- **GOAL OF THE EXERCISE**
In the listing below, find each line with the string "LogPrinter" and return it.

- **DATA TO USE**
»»
//! Print service: fire-and-forget submission of the framed still.

use std::path::PathBuf;
use std::process::Command;

/// Submission of a print job. The controller never consumes a result; a
/// failed submission is logged and the booth carries on.
pub trait PrintService: Send {
    fn print(&self, frame: u32, copies: u8);
}

/// Sends jobs to CUPS via `lp`.
pub struct LpPrinter {
    queue: Option<String>,
    spool_dir: PathBuf,
}

impl LpPrinter {
    /// `queue` of None uses the system default printer.
    pub fn new(queue: Option<String>, spool_dir: PathBuf) -> Self {
        Self { queue, spool_dir }
    }

    /// The framed image the processing stage wrote for `frame`.
    fn framed_path(&self, frame: u32) -> PathBuf {
        self.spool_dir.join(format!("framed_{}.jpg", frame))
    }
}

impl PrintService for LpPrinter {
    fn print(&self, frame: u32, copies: u8) {
        let path = self.framed_path(frame);
        let mut cmd = Command::new("lp");
        if let Some(queue) = &self.queue {
            cmd.args(["-d", queue]);
        }
        cmd.args(["-n", &copies.to_string()]).arg(&path);

        // lp returns as soon as the job is queued; nothing downstream
        // waits on the physical print.
        match cmd.status() {
            Ok(status) if status.success() => {
                eprintln!("[printer] submitted {} copies of {}", copies, path.display());
            }
            Ok(status) => {
                eprintln!("[printer] lp exited with {} for {}", status, path.display());
            }
            Err(e) => {
                eprintln!("[printer] failed to run lp: {}", e);
            }
        }
    }
}

/// Logs jobs instead of printing (development without a printer attached).
pub struct LogPrinter;

impl PrintService for LogPrinter {
    fn print(&self, frame: u32, copies: u8) {
        eprintln!("[printer] fake: would print {} copies of frame {}", copies, frame);
    }
}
««
- **WRITTEN ANSWER**
pub struct LogPrinter;
impl PrintService for LogPrinter {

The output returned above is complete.